Le président n’a pas dit que les opérations militaires françaises avaient été un échec de la France. Vous ne pouvez pas prendre à votre compte cette notion-là. Il dit simplement que le volet militaire de la France ne peut pas régler seul des problèmes qui sont d’une autre nature que sécuritaire, qui sont des problèmes de politique intérieure, c’est vraiment cela qu’il a dit. Et je le dis d’autant plus avec, non pas d’énervement, mais avec d’autant plus de vigueur que c’est moi qui commandais cette opération. Sur l’évolution du dispositif, c’est une démarche qui est probablement beaucoup plus contractuelle qu’elle ne l’était jusqu’à présent avec : quels sont les besoins en formation ? Quels sont les besoins en équipement ? Quels sont les besoins en accompagnement ? Avec le souhait de ne pas construire des camps de petibonum ou de babaorum comme dans [la série de bandes dessinées, NdlrAstérix et Obélix, mais de faire des camps mixtes avec les pays qui nous accueillent, s’ils le souhaitent. L’interopérabilité technique, c’est simplement une question de tuyaux, de matériel et d’argent. L’interopérabilité culturelle, c’est d’abord apprendre l’autre. À mon avis, on apprend l’autre quand on vit à côté de l’autre.

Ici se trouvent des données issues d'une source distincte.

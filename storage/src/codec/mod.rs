//! Page encoding hooks.
//!
//! Every page except the header passes through a [`CodecHandler`] on its way
//! to and from disk. Real encryption lives outside this crate; a caller
//! plugs it in by supplying a [`CodecProvider`].

use crate::file::PageChannel;
use crate::format::{Charset, CodecType};
use crate::page::get_u32;
use crate::{Result, StorageError};
use std::borrow::Cow;

pub trait CodecHandler: Send + Sync {
    /// Whether `encode_page` accepts a non-zero page offset. When false,
    /// partial writes are widened to the whole page.
    fn can_encode_partial_page(&self) -> bool;

    /// Whether a page may be decoded in the buffer it was read into.
    fn can_decode_inline(&self) -> bool;

    /// Decodes `input` into `output`. Both are one page long.
    fn decode_page(&self, input: &[u8], output: &mut [u8], page_number: u32) -> Result<()>;

    /// Decodes a page in place. Only called when `can_decode_inline` is true.
    fn decode_page_inline(&self, page: &mut [u8], page_number: u32) -> Result<()> {
        let input = page.to_vec();
        self.decode_page(&input, page, page_number)
    }

    /// Returns the bytes to write for `page`, starting at `page_offset`.
    /// The returned buffer is page sized; bytes before `page_offset` are
    /// ignored.
    fn encode_page<'a>(
        &self,
        page: &'a [u8],
        page_number: u32,
        page_offset: usize,
    ) -> Result<Cow<'a, [u8]>>;
}

pub trait CodecProvider: Send + Sync {
    /// Picks the handler for a freshly opened channel. The channel can read
    /// the header page but no other page yet.
    fn create_handler(
        &self,
        channel: &PageChannel,
        charset: Charset,
    ) -> Result<Box<dyn CodecHandler>>;
}

/// Handler for unencoded files.
#[derive(Debug, Default, Clone, Copy)]
pub struct NoopCodecHandler;

impl CodecHandler for NoopCodecHandler {
    fn can_encode_partial_page(&self) -> bool {
        true
    }

    fn can_decode_inline(&self) -> bool {
        true
    }

    fn decode_page(&self, input: &[u8], output: &mut [u8], _page_number: u32) -> Result<()> {
        output.copy_from_slice(input);
        Ok(())
    }

    fn decode_page_inline(&self, _page: &mut [u8], _page_number: u32) -> Result<()> {
        Ok(())
    }

    fn encode_page<'a>(
        &self,
        page: &'a [u8],
        _page_number: u32,
        _page_offset: usize,
    ) -> Result<Cow<'a, [u8]>> {
        Ok(Cow::Borrowed(page))
    }
}

/// Handler for encoded files nobody supplied a codec for. Fails on first
/// use so that opening still works for header-only operations.
#[derive(Debug, Default, Clone, Copy)]
pub struct UnsupportedCodecHandler;

impl UnsupportedCodecHandler {
    fn error(action: &str) -> StorageError {
        StorageError::UnsupportedCodec(format!(
            "{} not supported. Please choose a CodecProvider which supports the current database encoding",
            action
        ))
    }
}

impl CodecHandler for UnsupportedCodecHandler {
    fn can_encode_partial_page(&self) -> bool {
        true
    }

    fn can_decode_inline(&self) -> bool {
        true
    }

    fn decode_page(&self, _input: &[u8], _output: &mut [u8], _page_number: u32) -> Result<()> {
        Err(Self::error("Decoding"))
    }

    fn decode_page_inline(&self, _page: &mut [u8], _page_number: u32) -> Result<()> {
        Err(Self::error("Decoding"))
    }

    fn encode_page<'a>(
        &self,
        _page: &'a [u8],
        _page_number: u32,
        _page_offset: usize,
    ) -> Result<Cow<'a, [u8]>> {
        Err(Self::error("Encoding"))
    }
}

/// Provider used when the caller does not bring one. It recognizes files
/// which claim an encoding but carry a zero key, and gives up on the rest.
#[derive(Debug, Default, Clone, Copy)]
pub struct DefaultCodecProvider;

impl CodecProvider for DefaultCodecProvider {
    fn create_handler(
        &self,
        channel: &PageChannel,
        _charset: Charset,
    ) -> Result<Box<dyn CodecHandler>> {
        let format = channel.format();
        match format.codec_type {
            CodecType::None => Ok(Box::new(NoopCodecHandler)),
            CodecType::LegacyEncrypted | CodecType::OfficeEncrypted => {
                let key = read_encoding_key(channel)?;
                if key == 0 {
                    Ok(Box::new(NoopCodecHandler))
                } else {
                    log::warn!(
                        "Database {} uses page encoding (key 0x{:08X}) without a codec provider",
                        format.version,
                        key
                    );
                    Ok(Box::new(UnsupportedCodecHandler))
                }
            }
            CodecType::ProprietaryEncrypted => {
                log::warn!("Database {} is always encoded", format.version);
                Ok(Box::new(UnsupportedCodecHandler))
            }
        }
    }
}

/// Reads the encoding key from the (unmasked) header page.
pub fn read_encoding_key(channel: &PageChannel) -> Result<u32> {
    let format = channel.format();
    let mut header = vec![0u8; format.page_size];
    channel.read_page(&mut header, 0)?;
    Ok(get_u32(&header, format.offset_encoding_key))
}
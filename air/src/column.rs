// Copyright (c) Facebook, Inc. and its affiliates.
//
// This source code is licensed under the MIT license found in the
// LICENSE file in the root directory of this source tree.

use alloc::string::ToString;
use core::fmt;

use utils::{ByteReader, ByteWriter, Deserializable, DeserializationError, Serializable};

// COLUMN TYPE
// ================================================================================================

/// Role of a column in a PLONK execution trace.
///
/// Column indexes are assigned per role: witness column 0 and selector column 0 are different
/// columns. The [ColumnType::Uninitialized] role marks default-constructed variables; such
/// variables are placeholders and must be replaced before a constraint is compiled.
///
/// Column types are ordered in the order of declaration.
#[repr(u8)]
#[derive(Debug, Default, Clone, Copy, PartialEq, Eq, PartialOrd, Ord, Hash)]
pub enum ColumnType {
    Witness = 0,
    PublicInput = 1,
    Constant = 2,
    Selector = 3,
    #[default]
    Uninitialized = 4,
}

impl ColumnType {
    /// Returns the short tag used when rendering variables of this column type.
    pub const fn tag(&self) -> &'static str {
        match self {
            Self::Witness => "w",
            Self::PublicInput => "pub",
            Self::Constant => "c",
            Self::Selector => "sel",
            Self::Uninitialized => "NaN",
        }
    }

    /// Returns true if this is a real column role (i.e., not [ColumnType::Uninitialized]).
    pub const fn is_initialized(&self) -> bool {
        !matches!(self, Self::Uninitialized)
    }
}

impl fmt::Display for ColumnType {
    fn fmt(&self, f: &mut fmt::Formatter<'_>) -> fmt::Result {
        f.write_str(self.tag())
    }
}

impl TryFrom<u8> for ColumnType {
    type Error = DeserializationError;

    fn try_from(value: u8) -> Result<Self, Self::Error> {
        match value {
            0 => Ok(Self::Witness),
            1 => Ok(Self::PublicInput),
            2 => Ok(Self::Constant),
            3 => Ok(Self::Selector),
            4 => Ok(Self::Uninitialized),
            _ => Err(DeserializationError::InvalidValue(format!(
                "value {value} cannot be deserialized as a ColumnType enum"
            ))),
        }
    }
}

impl Serializable for ColumnType {
    /// Serializes `self` and writes the resulting bytes into the `target`.
    fn write_into<W: ByteWriter>(&self, target: &mut W) {
        target.write_u8(*self as u8);
    }
}

impl Deserializable for ColumnType {
    /// Reads a column type enum from the specified `source`.
    fn read_from<R: ByteReader>(source: &mut R) -> Result<Self, DeserializationError> {
        Self::try_from(source.read_u8()?)
    }
}

// ADDRESSING MODE
// ================================================================================================

/// Defines how the row offset of a variable is interpreted.
///
/// Absolute addressing orders before relative addressing.
#[repr(u8)]
#[derive(Debug, Default, Clone, Copy, PartialEq, Eq, PartialOrd, Ord, Hash)]
pub enum AddressingMode {
    /// The row offset is an absolute row number.
    #[default]
    Absolute = 0,
    /// The row offset is a displacement from the row currently being constrained.
    Relative = 1,
}

impl AddressingMode {
    /// Returns true if the row offset is relative to the current row.
    pub const fn is_relative(&self) -> bool {
        matches!(self, Self::Relative)
    }
}

impl Serializable for AddressingMode {
    fn write_into<W: ByteWriter>(&self, target: &mut W) {
        target.write_u8(*self as u8);
    }
}

impl Deserializable for AddressingMode {
    fn read_from<R: ByteReader>(source: &mut R) -> Result<Self, DeserializationError> {
        match source.read_u8()? {
            0 => Ok(Self::Absolute),
            1 => Ok(Self::Relative),
            value => Err(DeserializationError::InvalidValue(format!(
                "value {value} cannot be deserialized as an AddressingMode enum"
            ))),
        }
    }
}

// HELPER FUNCTIONS
// ================================================================================================

/// Returns an error if `value` does not fit into the platform's `usize`.
pub(crate) fn read_column_index(value: u64) -> Result<usize, DeserializationError> {
    usize::try_from(value).map_err(|_| {
        DeserializationError::InvalidValue(
            "column index does not fit into usize on this platform".to_string(),
        )
    })
}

Le président a également annoncé un changement à venir dans la communication des autorités françaises. Alors il n’a jamais cité la Russie dans son discours, mais tout laisse à croire qu’il s’agit d’une contre-attaque face aux méthodes de désinformation opérées par le Kremlin, et tout particulièrement par le groupe Wagner…

Il ne l’a pas dit dans son discours initial, il a répondu à une question qui était posée par une journaliste, gabonaise je crois, en disant que Wagner était une bande d’écorcheurs, d’assassins, et avec lequel on ne pouvait pas trouver d’accord de principe compte tenu de nos valeurs respectives. Il n’a pas cité la Russie en tant que tel, mais quand on cite Wagner, c’est quand même un secret de polichinelle de savoir que c’est la prolongation du Kremlin.